Provided records Start Marker
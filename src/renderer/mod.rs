//! Rendering interface
//!
//! The simulation never draws. The scheduler hands the world to
//! [`render_frame`], which walks it in a fixed order and forwards every
//! primitive to a [`Renderer`] implementation supplied by the host.

use thiserror::Error;

use crate::game::GameStatus;
use crate::sim::events::RandomEventKind;
use crate::sim::state::{Ball, Barrier, PowerUp, World};
use crate::sim::style::{ComboData, ComboKind, StyleMeter, StyleNotification};
use crate::theme::ThemeKey;

#[derive(Debug, Error)]
pub enum RenderError {
    #[error("drawing surface lost")]
    SurfaceLost,
    #[error("draw call failed: {0}")]
    Draw(String),
}

pub type RenderResult = Result<(), RenderError>;

/// Drawing primitives a host must provide
pub trait Renderer {
    fn resize(&mut self, width: f32, height: f32) -> RenderResult;
    fn set_theme(&mut self, theme: ThemeKey) -> RenderResult;
    fn set_level(&mut self, level: u32) -> RenderResult;
    fn set_camera_offset_y(&mut self, offset: f32) -> RenderResult;
    fn clear(&mut self) -> RenderResult;
    fn draw_ball(&mut self, ball: &Ball) -> RenderResult;
    fn draw_obstacle(&mut self, obstacle: &Barrier) -> RenderResult;
    fn draw_horizontal_walls(&mut self, walls: &[Barrier]) -> RenderResult;
    fn draw_power_up(&mut self, power_up: &PowerUp) -> RenderResult;
    fn draw_wall_connection(&mut self, wall: &Barrier, obstacle: &Barrier) -> RenderResult;
    fn draw_score(&mut self, score: u64) -> RenderResult;
    fn draw_style_meter(&mut self, meter: &StyleMeter) -> RenderResult;
    fn draw_combo_counter(&mut self, kind: ComboKind, combo: &ComboData) -> RenderResult;
    fn draw_style_notification(&mut self, notification: &StyleNotification) -> RenderResult;
    /// Raw text overlay (countdown, pause banner, event labels)
    fn draw_text(&mut self, text: &str, x: f32, y: f32) -> RenderResult;
}

/// What the overlay layer needs to know beyond the world itself
#[derive(Debug, Clone, Copy, PartialEq)]
pub struct FrameContext {
    pub status: GameStatus,
    /// Countdown left while starting
    pub starting_remaining_ms: f64,
}

/// Draw one frame; stops at and returns the first failing call
pub fn render_frame<R: Renderer + ?Sized>(
    world: &World,
    ctx: &FrameContext,
    renderer: &mut R,
) -> RenderResult {
    renderer.set_camera_offset_y(world.camera_y)?;
    renderer.clear()?;

    for obstacle in &world.obstacles {
        renderer.draw_obstacle(obstacle)?;
    }
    renderer.draw_horizontal_walls(&world.walls)?;
    for wall in &world.walls {
        let Some(id) = wall.connection() else {
            continue;
        };
        if let Some(obstacle) = world.obstacles.iter().find(|o| o.id == id) {
            renderer.draw_wall_connection(wall, obstacle)?;
        }
    }

    let embedded = world
        .obstacles
        .iter()
        .chain(world.walls.iter())
        .filter_map(|b| b.power_up.as_ref());
    for power_up in embedded.chain(world.power_ups.iter()) {
        renderer.draw_power_up(power_up)?;
    }
    renderer.draw_ball(&world.ball)?;

    // HUD
    renderer.draw_score(world.score)?;
    renderer.draw_style_meter(&world.style)?;
    if let Some((kind, combo)) = world.combos.best() {
        renderer.draw_combo_counter(kind, &combo)?;
    }
    if let Some(notification) = world.style.notification.as_ref() {
        renderer.draw_style_notification(notification)?;
    }

    let center_x = world.canvas_width / 2.0;
    let center_y = world.canvas_height / 2.0;
    for event in &world.random_events {
        let label = match event.kind {
            RandomEventKind::SpeedSurge => "SPEED SURGE",
            RandomEventKind::SlowDrift => "SLOW DRIFT",
            RandomEventKind::ScoreFrenzy => "SCORE FRENZY",
            RandomEventKind::Blackout => "BLACKOUT",
        };
        renderer.draw_text(label, center_x, 40.0)?;
    }
    match ctx.status {
        GameStatus::Starting => {
            let seconds = (ctx.starting_remaining_ms / 1000.0).ceil().max(1.0);
            renderer.draw_text(&format!("{}", seconds as u32), center_x, center_y)?;
        }
        GameStatus::Paused => renderer.draw_text("PAUSED", center_x, center_y)?,
        GameStatus::GameOver => renderer.draw_text("GAME OVER", center_x, center_y)?,
        GameStatus::Idle | GameStatus::Playing => {}
    }
    Ok(())
}

/// Renderer that draws nothing (headless runs)
#[derive(Debug, Default, Clone, Copy)]
pub struct NullRenderer;

impl Renderer for NullRenderer {
    fn resize(&mut self, _width: f32, _height: f32) -> RenderResult {
        Ok(())
    }
    fn set_theme(&mut self, _theme: ThemeKey) -> RenderResult {
        Ok(())
    }
    fn set_level(&mut self, _level: u32) -> RenderResult {
        Ok(())
    }
    fn set_camera_offset_y(&mut self, _offset: f32) -> RenderResult {
        Ok(())
    }
    fn clear(&mut self) -> RenderResult {
        Ok(())
    }
    fn draw_ball(&mut self, _ball: &Ball) -> RenderResult {
        Ok(())
    }
    fn draw_obstacle(&mut self, _obstacle: &Barrier) -> RenderResult {
        Ok(())
    }
    fn draw_horizontal_walls(&mut self, _walls: &[Barrier]) -> RenderResult {
        Ok(())
    }
    fn draw_power_up(&mut self, _power_up: &PowerUp) -> RenderResult {
        Ok(())
    }
    fn draw_wall_connection(&mut self, _wall: &Barrier, _obstacle: &Barrier) -> RenderResult {
        Ok(())
    }
    fn draw_score(&mut self, _score: u64) -> RenderResult {
        Ok(())
    }
    fn draw_style_meter(&mut self, _meter: &StyleMeter) -> RenderResult {
        Ok(())
    }
    fn draw_combo_counter(&mut self, _kind: ComboKind, _combo: &ComboData) -> RenderResult {
        Ok(())
    }
    fn draw_style_notification(&mut self, _notification: &StyleNotification) -> RenderResult {
        Ok(())
    }
    fn draw_text(&mut self, _text: &str, _x: f32, _y: f32) -> RenderResult {
        Ok(())
    }
}

/// One recorded renderer call
#[derive(Debug, Clone, PartialEq)]
pub enum DrawCall {
    Resize(f32, f32),
    Theme(ThemeKey),
    Level(u32),
    CameraOffset(f32),
    Clear,
    Ball,
    Obstacle(u32),
    Walls(usize),
    PowerUp(u32),
    Connection { wall: u32, obstacle: u32 },
    Score(u64),
    StyleMeter,
    Combo(ComboKind),
    StyleNotification,
    Text(String),
}

/// Renderer that records every call, optionally failing on clear
#[derive(Debug, Default, Clone)]
pub struct RecordingRenderer {
    pub calls: Vec<DrawCall>,
    /// Make `clear` return an error (simulates a lost surface)
    pub fail_clear: bool,
}

impl RecordingRenderer {
    pub fn new() -> Self {
        Self::default()
    }

    /// Calls since the last `Clear`
    pub fn last_frame(&self) -> &[DrawCall] {
        let start = self
            .calls
            .iter()
            .rposition(|c| *c == DrawCall::Clear)
            .unwrap_or(0);
        &self.calls[start..]
    }

    pub fn count(&self, pred: impl Fn(&DrawCall) -> bool) -> usize {
        self.calls.iter().filter(|c| pred(c)).count()
    }

    fn push(&mut self, call: DrawCall) -> RenderResult {
        self.calls.push(call);
        Ok(())
    }
}

impl Renderer for RecordingRenderer {
    fn resize(&mut self, width: f32, height: f32) -> RenderResult {
        self.push(DrawCall::Resize(width, height))
    }
    fn set_theme(&mut self, theme: ThemeKey) -> RenderResult {
        self.push(DrawCall::Theme(theme))
    }
    fn set_level(&mut self, level: u32) -> RenderResult {
        self.push(DrawCall::Level(level))
    }
    fn set_camera_offset_y(&mut self, offset: f32) -> RenderResult {
        self.push(DrawCall::CameraOffset(offset))
    }
    fn clear(&mut self) -> RenderResult {
        if self.fail_clear {
            return Err(RenderError::SurfaceLost);
        }
        self.push(DrawCall::Clear)
    }
    fn draw_ball(&mut self, _ball: &Ball) -> RenderResult {
        self.push(DrawCall::Ball)
    }
    fn draw_obstacle(&mut self, obstacle: &Barrier) -> RenderResult {
        self.push(DrawCall::Obstacle(obstacle.id))
    }
    fn draw_horizontal_walls(&mut self, walls: &[Barrier]) -> RenderResult {
        self.push(DrawCall::Walls(walls.len()))
    }
    fn draw_power_up(&mut self, power_up: &PowerUp) -> RenderResult {
        self.push(DrawCall::PowerUp(power_up.id))
    }
    fn draw_wall_connection(&mut self, wall: &Barrier, obstacle: &Barrier) -> RenderResult {
        self.push(DrawCall::Connection {
            wall: wall.id,
            obstacle: obstacle.id,
        })
    }
    fn draw_score(&mut self, score: u64) -> RenderResult {
        self.push(DrawCall::Score(score))
    }
    fn draw_style_meter(&mut self, _meter: &StyleMeter) -> RenderResult {
        self.push(DrawCall::StyleMeter)
    }
    fn draw_combo_counter(&mut self, kind: ComboKind, _combo: &ComboData) -> RenderResult {
        self.push(DrawCall::Combo(kind))
    }
    fn draw_style_notification(&mut self, _notification: &StyleNotification) -> RenderResult {
        self.push(DrawCall::StyleNotification)
    }
    fn draw_text(&mut self, text: &str, _x: f32, _y: f32) -> RenderResult {
        self.push(DrawCall::Text(text.to_string()))
    }
}

#[cfg(test)]
mod tests {
    use super::*;
    use crate::settings::GameConfig;
    use crate::sim::generator::fill_lookahead;

    fn ctx(status: GameStatus) -> FrameContext {
        FrameContext {
            status,
            starting_remaining_ms: 2500.0,
        }
    }

    #[test]
    fn test_frame_order() {
        let config = GameConfig::default();
        let mut world = World::new(&config, 5);
        fill_lookahead(&mut world, &[], &config).unwrap();
        let mut renderer = RecordingRenderer::new();
        render_frame(&world, &ctx(GameStatus::Playing), &mut renderer).unwrap();

        assert_eq!(renderer.calls[0], DrawCall::CameraOffset(world.camera_y));
        assert_eq!(renderer.calls[1], DrawCall::Clear);
        let ball = renderer.calls.iter().position(|c| *c == DrawCall::Ball).unwrap();
        let walls = renderer
            .calls
            .iter()
            .position(|c| matches!(c, DrawCall::Walls(_)))
            .unwrap();
        assert!(walls < ball);
        assert_eq!(
            renderer.count(|c| matches!(c, DrawCall::Obstacle(_))),
            world.obstacles.len()
        );
        assert!(renderer.calls.contains(&DrawCall::Score(0)));
    }

    #[test]
    fn test_countdown_overlay() {
        let config = GameConfig::default();
        let world = World::new(&config, 5);
        let mut renderer = RecordingRenderer::new();
        render_frame(&world, &ctx(GameStatus::Starting), &mut renderer).unwrap();
        assert!(renderer.calls.contains(&DrawCall::Text("3".into())));
    }

    #[test]
    fn test_first_error_stops_frame() {
        let config = GameConfig::default();
        let world = World::new(&config, 5);
        let mut renderer = RecordingRenderer {
            fail_clear: true,
            ..Default::default()
        };
        assert!(matches!(
            render_frame(&world, &ctx(GameStatus::Playing), &mut renderer),
            Err(RenderError::SurfaceLost)
        ));
        assert!(!renderer.calls.contains(&DrawCall::Ball));
    }
}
Provided records End Marker
Work task = From the entries above, return each line with the word "usize" in it.

Exercise answer =
    Walls(usize),
    pub fn count(&self, pred: impl Fn(&DrawCall) -> bool) -> usize {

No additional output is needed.